Ethic of expediency
I’m not clear about why Katha Pollitt mourns only for Savita and not for Savita’s baby. Without question, the situation as Katha Pollitt describes it is horrifying. But she does not deny that such cases are rare. No one recommends forming public policy based on the hard cases. To be fair, both sides use this tactic; but typically, hard cases are exploited to manipulate opinion.
On a more human level, why is there no concern about the child’s death? Pollitt does not find it worthy of mention. Instead of continuing to push for the right to abort a child in such cases. Why not push for medical advances that can save both mother and child? Why do we continue to believe the answer to every problem associated with pregnancy is death for the child? It’s an easy alternative, but is it the best? It would be like accepting mastectomy as a cure for breast cancer.
I believe that Katha Pollitt and other pro-abortion advocates are going to be on the wrong side of history. A hundred years from now, we are going to be horrified at our treatment of these early-stage human life forms.

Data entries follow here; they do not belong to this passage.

//! Triangulation of a polygonal region (possibly with holes) by reduction
//! to the point triangulator plus an inside/outside flood fill.
//!
//! Grounded in `original_source/src/delaunay/PolygonTriangulator.{h,cpp}`:
//! the `ConnectivityEdge` concept becomes [`Connectivity`] below, and
//! `setTriangleNeighborhoodOrientation` becomes [`flood_fill`].

use std::collections::{HashMap, VecDeque};

use crate::error::Result;
use crate::point::{Point2, PointId};
use crate::point_triangulator::{OutputEdge, OutputTriangle, PointTriangulator, PointTriangulatorOptions};
use crate::validation::ValidationReport;

pub use PointTriangulatorOptions as PolygonTriangulatorOptions;

#[derive(Debug, Clone, Copy, PartialEq, Eq)]
enum TriangleOrientation {
  Undetermined,
  Inside,
  Outside,
}

#[derive(Debug, Clone, Default)]
pub struct TriangulationOutput {
  pub edges: Vec<OutputEdge>,
  pub triangles: Vec<OutputTriangle>,
}

/// Triangulates one exterior polygon plus zero or more hole polygons (each
/// a cyclic sequence of point indices) and optional extra interior
/// constraint edges, emitting only the faces covering the polygon's
/// interior.
pub struct PolygonTriangulator {
  points: Vec<Point2>,
  polygons: Vec<Vec<PointId>>,
  extra_constraint_edges: Vec<(PointId, PointId)>,
  options: PolygonTriangulatorOptions,
}

impl PolygonTriangulator {
  pub fn new(points: Vec<Point2>, polygons: Vec<Vec<PointId>>) -> PolygonTriangulator {
    PolygonTriangulator {
      points,
      polygons,
      extra_constraint_edges: Vec::new(),
      options: PolygonTriangulatorOptions::default(),
    }
  }

  pub fn with_options(
    points: Vec<Point2>,
    polygons: Vec<Vec<PointId>>,
    extra_constraint_edges: Vec<(PointId, PointId)>,
    options: PolygonTriangulatorOptions,
  ) -> PolygonTriangulator {
    PolygonTriangulator { points, polygons, extra_constraint_edges, options }
  }

  fn aggregate_input_edges(&self) -> Vec<(PointId, PointId)> {
    let mut edges = Vec::new();
    for polygon in &self.polygons {
      for i in 0..polygon.len() {
        edges.push((polygon[i], polygon[(i + 1) % polygon.len()]));
      }
    }
    edges.extend(self.extra_constraint_edges.iter().copied());
    edges
  }

  /// Every check the point triangulator performs, plus the polygon-mode
  /// check from `spec.md` §4.4: at the leftmost input point, its polygon's
  /// two incident edges must turn counterclockwise (i.e. the polygon is
  /// wound the expected way — counterclockwise for the exterior, clockwise
  /// for holes).
  pub fn validate(&self) -> ValidationReport {
    let base = PointTriangulator::with_options(self.points.clone(), self.aggregate_input_edges(), self.options);
    let mut report = base.validate();

    if self.points.is_empty() {
      return report;
    }
    let leftmost = (0..self.points.len())
      .min_by(|&a, &b| {
        let (pa, pb) = (self.points[a], self.points[b]);
        pa.x().partial_cmp(&pb.x()).unwrap().then(pa.y().partial_cmp(&pb.y()).unwrap())
      })
      .unwrap();

    for polygon in &self.polygons {
      if let Some(i) = polygon.iter().position(|&p| p.0 == leftmost) {
        let n = polygon.len();
        let prev = polygon[(i + n - 1) % n];
        let cur = polygon[i];
        let next = polygon[(i + 1) % n];
        let (pp, pc, pn) = (self.points[prev.0], self.points[cur.0], self.points[next.0]);
        if !crate::predicates::orient2d(&pp, &pc, &pn).is_ccw() {
          report.exterior_perimeter_is_not_counterclockwise = true;
        }
      }
    }

    report
  }

  pub fn triangulate(&self) -> Result<TriangulationOutput> {
    debug_assert!(self.validate().is_valid(), "triangulate() called on invalid input");

    let aggregate_edges = self.aggregate_input_edges();
    let polygon_edge_count: usize = self.polygons.iter().map(|p| p.len()).sum();

    let base = PointTriangulator::with_options(self.points.clone(), aggregate_edges.clone(), self.options);
    let point_output = base.triangulate()?;

    let connectivity = Connectivity::build(&point_output.triangles);
    let orientation = flood_fill(&point_output, &connectivity, &aggregate_edges, polygon_edge_count)?;

    let mut remap: HashMap<usize, usize> = HashMap::new();
    let mut edges = Vec::new();
    let mut triangles = Vec::new();

    for (t_idx, triangle) in point_output.triangles.iter().enumerate() {
      if orientation[t_idx] != TriangleOrientation::Inside {
        continue;
      }
      let mut new_edge_indices = [0usize; 3];
      for k in 0..3 {
        let old_edge_index = triangle.edges[k];
        let new_index = *remap.entry(old_edge_index).or_insert_with(|| {
          edges.push(point_output.edges[old_edge_index]);
          edges.len() - 1
        });
        new_edge_indices[k] = new_index;
      }
      triangles.push(OutputTriangle { vertices: triangle.vertices, edges: new_edge_indices });
    }

    Ok(TriangulationOutput { edges, triangles })
  }
}

/// Maps each point-triangulator output edge index to the 1 or 2 triangles
/// (by index into `point_output.triangles`) adjacent to it.
struct Connectivity {
  adjacency: HashMap<usize, Vec<usize>>,
}

impl Connectivity {
  fn build(triangles: &[OutputTriangle]) -> Connectivity {
    let mut adjacency: HashMap<usize, Vec<usize>> = HashMap::new();
    for (t_idx, triangle) in triangles.iter().enumerate() {
      for &e in &triangle.edges {
        adjacency.entry(e).or_default().push(t_idx);
      }
    }
    Connectivity { adjacency }
  }

  fn triangles_of(&self, edge_index: usize) -> &[usize] {
    self.adjacency.get(&edge_index).map(|v| v.as_slice()).unwrap_or(&[])
  }
}

/// Classifies every triangle INSIDE or OUTSIDE the polygon region by
/// flood-filling from triangles seeded at a polygon-boundary edge, per
/// `spec.md` §4.4 step 4.
fn flood_fill(
  point_output: &crate::point_triangulator::TriangulationOutput,
  connectivity: &Connectivity,
  aggregate_edges: &[(PointId, PointId)],
  polygon_edge_count: usize,
) -> Result<Vec<TriangleOrientation>> {
  let n_triangles = point_output.triangles.len();
  let mut orientation = vec![TriangleOrientation::Undetermined; n_triangles];

  // `point_output.edges[k]` for k < polygon_edge_count is the boundary edge
  // recorded at input position k, in its original (start -> end) direction.
  let boundary_direction: HashMap<usize, (PointId, PointId)> =
    (0..polygon_edge_count).map(|k| (k, aggregate_edges[k])).collect();

  let mut queue: VecDeque<usize> = VecDeque::new();

  for (&edge_index, &(start, end)) in &boundary_direction {
    for &t_idx in connectivity.triangles_of(edge_index) {
      if orientation[t_idx] != TriangleOrientation::Undetermined {
        continue;
      }
      let triangle = &point_output.triangles[t_idx];
      let local = triangle.edges.iter().position(|&e| e == edge_index).expect("edge belongs to this triangle");
      let (tri_start, tri_end) = (triangle.vertices[local], triangle.vertices[(local + 1) % 3]);
      orientation[t_idx] = if tri_start == start && tri_end == end {
        TriangleOrientation::Inside
      } else {
        TriangleOrientation::Outside
      };
      queue.push_back(t_idx);
    }
  }

  while let Some(t_idx) = queue.pop_front() {
    let label = orientation[t_idx];
    let triangle = &point_output.triangles[t_idx];
    for &e in &triangle.edges {
      if e < polygon_edge_count {
        continue;
      }
      for &neighbor in connectivity.triangles_of(e) {
        if neighbor == t_idx {
          continue;
        }
        if orientation[neighbor] == TriangleOrientation::Undetermined {
          orientation[neighbor] = label;
          queue.push_back(neighbor);
        }
      }
    }
  }

  Ok(orientation)
}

I’m not arguing that the Catholic hospital in Ireland did the right thing. What stuns me is the complete lack of interest in the child’s life. It betrays an ethic of expediency, and I believe we’re better than that. Let’s exhaust every possibility to preserve human life and make those hard choices with the greatest reluctance and sadness.
My sympathy goes out to Mr. Halapannavar at the loss of his wife and child.